**Dataset records**
//! Per-pixel combination estimators.

use crate::consts::{EPSILON, SIGMA_CLIP_MAX_ITER};

/// Which per-pixel estimator combines a stack of aligned samples.
#[derive(Clone, Copy, Debug, PartialEq, Eq, serde::Serialize, serde::Deserialize)]
pub enum Estimator {
    Median,
    Mean,
    SigmaClip,
    WinsorizedSigmaClip,
    LinearFit,
    Auto,
}

impl Default for Estimator {
    fn default() -> Self {
        Estimator::SigmaClip
    }
}

fn median(values: &mut [f32]) -> f32 {
    let n = values.len();
    if n == 0 {
        return f32::NAN;
    }
    let mid = n / 2;
    if n % 2 == 1 {
        *values.select_nth_unstable_by(mid, |a, b| a.partial_cmp(b).unwrap()).1
    } else {
        let (_, upper, _) = values.select_nth_unstable_by(mid, |a, b| a.partial_cmp(b).unwrap());
        let upper_val = *upper;
        let lower_val = values[..mid].iter().copied().fold(f32::MIN, f32::max);
        (lower_val + upper_val) / 2.0
    }
}

fn mean(values: &[f32], weights: Option<&[f32]>) -> f32 {
    match weights {
        Some(w) => {
            let total: f32 = w.iter().sum();
            if total.abs() < EPSILON {
                return if values.is_empty() {
                    f32::NAN
                } else {
                    values.iter().sum::<f32>() / values.len() as f32
                };
            }
            values.iter().zip(w).map(|(v, w)| v * w).sum::<f32>() / total
        }
        None if values.is_empty() => f32::NAN,
        None => values.iter().sum::<f32>() / values.len() as f32,
    }
}

/// Weighted median: sort by value, then walk the cumulative weight until it
/// crosses half the total weight.
fn weighted_median(values: &[f32], weights: &[f32]) -> f32 {
    if values.is_empty() {
        return f32::NAN;
    }
    let mut pairs: Vec<(f32, f32)> = values.iter().copied().zip(weights.iter().copied()).collect();
    pairs.sort_by(|a, b| a.0.partial_cmp(&b.0).unwrap());
    let total: f32 = pairs.iter().map(|&(_, w)| w).sum();
    if total.abs() < EPSILON {
        let mut v: Vec<f32> = pairs.iter().map(|&(val, _)| val).collect();
        return median(&mut v);
    }
    let half = total / 2.0;
    let mut cumulative = 0.0f32;
    for &(value, weight) in &pairs {
        cumulative += weight;
        if cumulative >= half {
            return value;
        }
    }
    pairs.last().unwrap().0
}

/// Minimum surviving-sample count below which `combine` reports `NaN`
/// instead of the estimator's result: `max(2, required_for_mode(estimator))`.
fn required_for_mode(estimator: Estimator) -> usize {
    match estimator {
        Estimator::Median | Estimator::Mean | Estimator::Auto => 1,
        Estimator::SigmaClip | Estimator::WinsorizedSigmaClip | Estimator::LinearFit => 2,
    }
}

/// Combine `samples` (with matching optional `weights`) under `sigma_low` /
/// `sigma_high` rejection thresholds, where applicable. `reference_index`
/// picks which sample position [`linear_fit`] evaluates its fitted line at.
/// Returns the combined value and the count of samples actually used
/// (post-rejection); fewer than `max(2, required_for_mode)` surviving
/// samples yields `NaN`.
pub fn combine(
    estimator: Estimator,
    samples: &[f32],
    weights: Option<&[f32]>,
    sigma_low: f32,
    sigma_high: f32,
    reference_index: usize,
) -> (f32, usize) {
    let finite: Vec<(f32, f32)> = samples
        .iter()
        .zip(weights.map(|w| w.iter().copied().collect::<Vec<_>>()).unwrap_or_else(|| vec![1.0; samples.len()]))
        .filter(|(v, _)| v.is_finite())
        .map(|(&v, w)| (v, w))
        .collect();

    if finite.is_empty() {
        return (f32::NAN, 0);
    }

    let values: Vec<f32> = finite.iter().map(|&(v, _)| v).collect();
    let weight_vals: Vec<f32> = finite.iter().map(|&(_, w)| w).collect();

    let (value, count) = match estimator {
        Estimator::Median => (weighted_median(&values, &weight_vals), values.len()),
        Estimator::Mean => (mean(&values, Some(&weight_vals)), values.len()),
        Estimator::SigmaClip => sigma_clip(&values, &weight_vals, sigma_low, sigma_high, false),
        Estimator::WinsorizedSigmaClip => sigma_clip(&values, &weight_vals, sigma_low, sigma_high, true),
        Estimator::LinearFit => linear_fit(&values, &weight_vals, sigma_high, reference_index),
        Estimator::Auto => {
            if values.len() >= 6 {
                sigma_clip(&values, &weight_vals, sigma_low, sigma_high, true)
            } else if values.len() >= 3 {
                sigma_clip(&values, &weight_vals, sigma_low, sigma_high, false)
            } else {
                (mean(&values, Some(&weight_vals)), values.len())
            }
        }
    };

    let required = required_for_mode(estimator).max(2);
    if count < required {
        (f32::NAN, count)
    } else {
        (value, count)
    }
}

/// Iteratively reject outliers beyond `[loc - sigma_low*s, loc + sigma_high*s]`.
/// When `winsorize` is set, rejected samples are clamped to the nearest bound
/// instead of being dropped, so their weight is retained but their influence
/// on the mean is capped.
fn sigma_clip(values: &[f32], weights: &[f32], sigma_low: f32, sigma_high: f32, winsorize: bool) -> (f32, usize) {
    let mut working: Vec<f32> = values.to_vec();
    let mut working_weights: Vec<f32> = weights.to_vec();

    for _ in 0..SIGMA_CLIP_MAX_ITER {
        if working.len() < 2 {
            break;
        }
        let mut sorted = working.clone();
        let loc = median(&mut sorted);
        let variance = working.iter().map(|v| (v - loc).powi(2)).sum::<f32>() / working.len() as f32;
        let s = variance.sqrt().max(EPSILON);

        let lo = loc - sigma_low * s;
        let hi = loc + sigma_high * s;

        if winsorize {
            let mut changed = false;
            for v in working.iter_mut() {
                if *v < lo {
                    *v = lo;
                    changed = true;
                } else if *v > hi {
                    *v = hi;
                    changed = true;
                }
            }
            if !changed {
                break;
            }
        } else {
            let mut kept_values = Vec::with_capacity(working.len());
            let mut kept_weights = Vec::with_capacity(working.len());
            let before = working.len();
            for (v, w) in working.iter().zip(working_weights.iter()) {
                if *v >= lo && *v <= hi {
                    kept_values.push(*v);
                    kept_weights.push(*w);
                }
            }
            if kept_values.len() == before || kept_values.is_empty() {
                working = kept_values;
                working_weights = kept_weights;
                break;
            }
            working = kept_values;
            working_weights = kept_weights;
        }
    }

    (mean(&working, Some(&working_weights)), working.len())
}

/// Weighted least-squares fit of `value = slope*index + intercept`.
fn fit_weighted_line(indices: &[f32], values: &[f32], weights: &[f32]) -> (f32, f32) {
    let total_weight: f32 = weights.iter().sum::<f32>().max(EPSILON);
    let mean_idx = indices.iter().zip(weights).map(|(i, w)| i * w).sum::<f32>() / total_weight;
    let mean_val = values.iter().zip(weights).map(|(v, w)| v * w).sum::<f32>() / total_weight;

    let mut num = 0.0f32;
    let mut den = 0.0f32;
    for ((&i, &v), &w) in indices.iter().zip(values).zip(weights) {
        let di = i - mean_idx;
        num += w * di * (v - mean_val);
        den += w * di * di;
    }

    if den.abs() < EPSILON {
        return (0.0, mean_val);
    }
    let slope = num / den;
    (slope, mean_val - slope * mean_idx)
}

/// Robust against slow drift (e.g. twilight) across the sample sequence: fit
/// `value = slope*index + intercept` by least squares, reject points whose
/// residual exceeds `sigma_high` MADs from the line, refit on survivors, and
/// report the refit line's value at `reference_index`.
fn linear_fit(values: &[f32], weights: &[f32], sigma_high: f32, reference_index: usize) -> (f32, usize) {
    let n = values.len();
    if n < 2 {
        return (values.first().copied().unwrap_or(f32::NAN), n);
    }

    let indices: Vec<f32> = (0..n).map(|i| i as f32).collect();
    let (slope, intercept) = fit_weighted_line(&indices, values, weights);

    let mut abs_residuals: Vec<f32> = indices
        .iter()
        .zip(values)
        .map(|(&i, &v)| (v - (slope * i + intercept)).abs())
        .collect();
    let mad = median(&mut abs_residuals).max(EPSILON);
    let threshold = sigma_high * mad;

    let mut kept_idx = Vec::with_capacity(n);
    let mut kept_val = Vec::with_capacity(n);
    let mut kept_w = Vec::with_capacity(n);
    for i in 0..n {
        let residual = (values[i] - (slope * indices[i] + intercept)).abs();
        if residual <= threshold {
            kept_idx.push(indices[i]);
            kept_val.push(values[i]);
            kept_w.push(weights[i]);
        }
    }

    let (final_slope, final_intercept, count) = if kept_idx.len() >= 2 && kept_idx.len() < n {
        let (s, b) = fit_weighted_line(&kept_idx, &kept_val, &kept_w);
        (s, b, kept_idx.len())
    } else {
        (slope, intercept, n)
    };

    let eval_idx = reference_index.min(n - 1) as f32;
    (final_slope * eval_idx + final_intercept, count)
}

#[cfg(test)]
mod tests {
    use super::*;

    #[test]
    fn median_rejects_single_outlier() {
        let samples = [10.0, 10.1, 9.9, 10.05, 500.0];
        let (v, n) = combine(Estimator::Median, &samples, None, 3.0, 3.0, 0);
        assert!((v - 10.0).abs() < 1.0);
        assert_eq!(n, samples.len());
    }

    #[test]
    fn weighted_median_favors_heavier_sample() {
        let samples = [10.0, 20.0, 30.0];
        let weights = [1.0, 1.0, 10.0];
        let (v, _) = combine(Estimator::Median, &samples, Some(&weights), 3.0, 3.0, 0);
        assert_eq!(v, 30.0);
    }

    #[test]
    fn sigma_clip_removes_cosmic_ray() {
        let samples = [100.0, 101.0, 99.0, 100.5, 99.5, 5000.0];
        let (v, n) = combine(Estimator::SigmaClip, &samples, None, 3.0, 3.0, 0);
        assert!((v - 100.0).abs() < 2.0);
        assert_eq!(n, 5);
    }

    #[test]
    fn winsorized_keeps_sample_count() {
        let samples = [100.0, 101.0, 99.0, 100.5, 99.5, 5000.0];
        let (_, n) = combine(Estimator::WinsorizedSigmaClip, &samples, None, 3.0, 3.0, 0);
        assert_eq!(n, samples.len());
    }

    #[test]
    fn mean_is_plain_average_without_weights() {
        let samples = [1.0, 2.0, 3.0, 4.0];
        let (v, _) = combine(Estimator::Mean, &samples, None, 3.0, 3.0, 0);
        assert!((v - 2.5).abs() < 1e-5);
    }

    #[test]
    fn nan_samples_are_excluded() {
        let samples = [1.0, f32::NAN, 3.0];
        let (v, n) = combine(Estimator::Mean, &samples, None, 3.0, 3.0, 0);
        assert_eq!(n, 2);
        assert!((v - 2.0).abs() < 1e-5);
    }

    #[test]
    fn single_surviving_sample_yields_nan() {
        let samples = [1.0, f32::NAN];
        let (v, n) = combine(Estimator::SigmaClip, &samples, None, 3.0, 3.0, 0);
        assert_eq!(n, 1);
        assert!(v.is_nan());
    }

    #[test]
    fn auto_picks_winsorized_above_six_samples() {
        let samples = [100.0, 101.0, 99.0, 100.5, 99.5, 100.2, 5000.0];
        let (_, n) = combine(Estimator::Auto, &samples, None, 3.0, 3.0, 0);
        assert_eq!(n, samples.len());
    }

    #[test]
    fn auto_picks_mean_below_three_samples() {
        let samples = [1.0, 3.0];
        let (v, n) = combine(Estimator::Auto, &samples, None, 3.0, 3.0, 0);
        assert_eq!(n, 2);
        assert!((v - 2.0).abs() < 1e-5);
    }

    #[test]
    fn linear_fit_rejects_outlier_and_evaluates_at_reference() {
        let samples = [10.0, 10.1, 9.9, 500.0, 10.05];
        let (v, n) = combine(Estimator::LinearFit, &samples, None, 3.0, 3.0, 2);
        assert!((v - 10.0).abs() < 1.0);
        assert_eq!(n, 4);
    }
}
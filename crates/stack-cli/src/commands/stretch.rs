use std::path::PathBuf;

use clap::Args;
use stack_core::io::fits::load_fits;
use stack_core::io::image_io::save_png_mono;
use stack_core::stats::{basic, histogram_peak};

use super::resolve_primary_output;

#[derive(Args)]
pub struct StretchArgs {
    pub input: PathBuf,

    /// Use the histogram peak as the black point instead of the observed
    /// minimum (auto mode).
    #[arg(long)]
    pub auto: bool,

    #[arg(long, default_value = "%auto")]
    pub output: String,
}

pub fn run(args: StretchArgs) -> anyhow::Result<()> {
    let frame = load_fits(&args.input, 0)?;
    let pixels = frame.data.as_slice().unwrap_or(&[]);
    let b = basic(pixels);

    let black = if args.auto {
        let (peak, _) = histogram_peak(pixels, 256);
        peak
    } else {
        b.min
    };

    let input_dir = args.input.parent().unwrap_or_else(|| std::path::Path::new("."));
    let output_path = resolve_primary_output(&args.output, input_dir, "stretched.png");
    save_png_mono(&output_path, &frame.data, black, b.max)?;

    println!("wrote {} (black={black:.3}, white={:.3})", output_path.display(), b.max);
    Ok(())
}
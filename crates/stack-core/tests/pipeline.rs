//! End-to-end scenarios exercising the full per-frame + batch pipeline.

use std::collections::HashMap;

use ndarray::Array2;
use stack_core::error::StackError;
use stack_core::frame::{Frame, FrameHeader};
use stack_core::pipeline::orchestrator::{preprocess_frame, run_batch, CalibrationFrames};
use stack_core::pipeline::run_pipeline;
use stack_core::pipeline::PipelineConfig;
use stack_core::batch::FrameOutcome;

fn synthetic_frame(id: u64, offset_x: isize, offset_y: isize) -> Frame {
    let mut data = Array2::<f32>::from_elem((96, 96), 100.0);
    let stars = [(20isize, 20isize, 6000.0f32), (60, 30, 5000.0), (40, 70, 4500.0)];
    for &(sx, sy, amp) in &stars {
        let cx = sx + offset_x;
        let cy = sy + offset_y;
        for dr in -4isize..=4 {
            for dc in -4isize..=4 {
                let r = cy + dr;
                let c = cx + dc;
                if r < 0 || r >= 96 || c < 0 || c >= 96 {
                    continue;
                }
                let dist_sq = (dr * dr + dc * dc) as f32;
                data[[r as usize, c as usize]] += amp * (-dist_sq / 4.0).exp();
            }
        }
    }
    Frame::new(id, data, FrameHeader { exposure_seconds: 30.0, ..Default::default() })
}

#[test]
fn three_star_frames_stack_to_a_consistent_result() {
    let config = PipelineConfig::default();
    let calibration = CalibrationFrames::default();

    let mut frames = HashMap::new();
    for (id, (dx, dy)) in [(0isize, 0isize), (2, -1), (-1, 3)].into_iter().enumerate() {
        let frame = synthetic_frame(id as u64, dx, dy);
        match preprocess_frame(frame, &config, &calibration) {
            FrameOutcome::Kept(f) => {
                frames.insert(f.id, f);
            }
            FrameOutcome::Dropped(e) => panic!("unexpected drop: {e}"),
        }
    }

    let result = run_pipeline(frames, &config).unwrap();
    assert_eq!(result.width(), 96);
    assert_eq!(result.height(), 96);
    assert!(result.frames_combined >= 1);

    // The brightest synthetic star should still be well above background,
    // somewhere near its nominal (20,20) position regardless of which
    // frame's own (unwarped) coordinate system was picked as reference.
    let mut peak = f32::MIN;
    for r in 15..26 {
        for c in 15..26 {
            peak = peak.max(result.pixels[[r, c]]);
        }
    }
    assert!(peak > 50.0);
}

#[test]
fn dimension_mismatch_against_a_dark_frame_is_fatal() {
    use stack_core::calibration::dark_subtract;
    use stack_core::frame::CalibrationFrame;

    let light = Array2::<f32>::zeros((64, 64));
    let dark = CalibrationFrame { data: Array2::<f32>::zeros((32, 32)) };
    let err = dark_subtract(&light, &dark).unwrap_err();
    assert!(matches!(err, StackError::DimensionMismatch { .. }));
}

#[test]
fn run_batch_rejects_a_frame_with_too_few_stars() {
    let config = PipelineConfig::default();
    let calibration = CalibrationFrames::default();

    let good = synthetic_frame(0, 0, 0);
    let blank = Frame::new(1, Array2::<f32>::from_elem((96, 96), 100.0), FrameHeader::default());

    let mut frames = Vec::new();
    match preprocess_frame(good, &config, &calibration) {
        FrameOutcome::Kept(f) => frames.push(f),
        FrameOutcome::Dropped(e) => panic!("unexpected drop: {e}"),
    }
    match preprocess_frame(blank, &config, &calibration) {
        FrameOutcome::Kept(_) => panic!("blank frame should have no detectable stars"),
        FrameOutcome::Dropped(e) => assert!(matches!(e, StackError::NoStars { .. })),
    }

    let (_, combined_count, _, _, _) = run_batch(frames, &config, None).unwrap();
    assert_eq!(combined_count, 1);
}
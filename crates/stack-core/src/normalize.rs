//! Histogram normalization kernel. Depends on [`crate::stats`].

use ndarray::Array2;

use crate::consts::EPSILON;
use crate::stats::{location_scale, LocationScaleMode};

/// Normalization strategy applied to a frame before stacking, relative to a
/// shared reference location/scale.
#[derive(Clone, Copy, Debug, PartialEq, Eq, serde::Serialize, serde::Deserialize)]
pub enum NormalizeMode {
    /// No adjustment.
    None,
    /// Affine match of both location and scale to the reference.
    LocationScale,
    /// Shift only the black point (location), leave scale untouched.
    BlackPointOnly,
    /// Pipeline picks the mode appropriate to the calling context: see
    /// [`resolve_mode`].
    Auto,
}

impl Default for NormalizeMode {
    fn default() -> Self {
        NormalizeMode::Auto
    }
}

/// Which step a [`normalize`] call is part of, used to resolve
/// [`NormalizeMode::Auto`] into a concrete mode.
#[derive(Clone, Copy, Debug, PartialEq, Eq)]
pub enum NormalizeContext {
    /// Per-frame normalization ahead of light stacking.
    LightStacking,
    /// Channel combination (RGB/ARGB/LRGB), where channels should keep their
    /// own relative levels.
    ChannelCombination,
}

/// Resolve `mode` to a concrete, non-`Auto` mode for `context`.
pub fn resolve_mode(mode: NormalizeMode, context: NormalizeContext) -> NormalizeMode {
    match mode {
        NormalizeMode::Auto => match context {
            NormalizeContext::LightStacking => NormalizeMode::LocationScale,
            NormalizeContext::ChannelCombination => NormalizeMode::None,
        },
        other => other,
    }
}

/// Normalize `data` against `(ref_location, ref_scale)`, computing this
/// frame's own location/scale with the same estimator the reference used.
pub fn normalize(
    data: &Array2<f32>,
    mode: NormalizeMode,
    context: NormalizeContext,
    ref_location: f32,
    ref_scale: f32,
    seed: u64,
) -> Array2<f32> {
    match resolve_mode(mode, context) {
        NormalizeMode::None => data.clone(),
        NormalizeMode::LocationScale => {
            let (loc, scale) = location_scale(data.as_slice().unwrap_or(&[]), LocationScaleMode::SampledSigmaClipQn, seed);
            let scale = scale.max(EPSILON);
            let gain = ref_scale / scale;
            data.mapv(|v| (v - loc) * gain + ref_location)
        }
        NormalizeMode::BlackPointOnly => {
            let (loc, _) = location_scale(data.as_slice().unwrap_or(&[]), LocationScaleMode::SampledSigmaClipQn, seed);
            let offset = ref_location - loc;
            data.mapv(|v| v + offset)
        }
        NormalizeMode::Auto => unreachable!("resolve_mode never returns Auto"),
    }
}

#[cfg(test)]
mod tests {
    use super::*;

    #[test]
    fn location_scale_mode_matches_reference_stats() {
        let reference = Array2::<f32>::from_shape_fn((32, 32), |(r, c)| (r + c) as f32 + 100.0);
        let target = Array2::<f32>::from_shape_fn((32, 32), |(r, c)| ((r + c) as f32) * 2.0 + 50.0);
        let (ref_loc, ref_scale) = location_scale(reference.as_slice().unwrap(), LocationScaleMode::SampledSigmaClipQn, 1);

        let normalized = normalize(
            &target,
            NormalizeMode::LocationScale,
            NormalizeContext::LightStacking,
            ref_loc,
            ref_scale.max(EPSILON),
            2,
        );
        let (norm_loc, _) = location_scale(normalized.as_slice().unwrap(), LocationScaleMode::SampledSigmaClipQn, 1);
        assert!((norm_loc - ref_loc).abs() < ref_scale.max(1.0));
    }

    #[test]
    fn none_mode_is_identity() {
        let data = Array2::<f32>::from_elem((8, 8), 5.0);
        let normalized = normalize(&data, NormalizeMode::None, NormalizeContext::LightStacking, 0.0, 1.0, 1);
        assert_eq!(normalized, data);
    }

    #[test]
    fn black_point_only_preserves_spread() {
        let data = Array2::<f32>::from_shape_fn((16, 16), |(r, c)| (r + c) as f32);
        let normalized = normalize(&data, NormalizeMode::BlackPointOnly, NormalizeContext::LightStacking, 50.0, 1.0, 1);
        let spread_before = data.iter().cloned().fold(f32::MIN, f32::max) - data.iter().cloned().fold(f32::MAX, f32::min);
        let spread_after = normalized.iter().cloned().fold(f32::MIN, f32::max) - normalized.iter().cloned().fold(f32::MAX, f32::min);
        assert!((spread_before - spread_after).abs() < 1e-3);
    }

    #[test]
    fn auto_resolves_by_context() {
        assert_eq!(resolve_mode(NormalizeMode::Auto, NormalizeContext::LightStacking), NormalizeMode::LocationScale);
        assert_eq!(resolve_mode(NormalizeMode::Auto, NormalizeContext::ChannelCombination), NormalizeMode::None);
    }
}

**TASK**
Lines containing the word "crates" are to be pulled from the records and copied.

**RESULT OF THE TASK**
filename crates/stack-cli/src/commands/stretch.rs
filename crates/stack-core/tests/pipeline.rs
filename crates/stack-core/src/normalize.rs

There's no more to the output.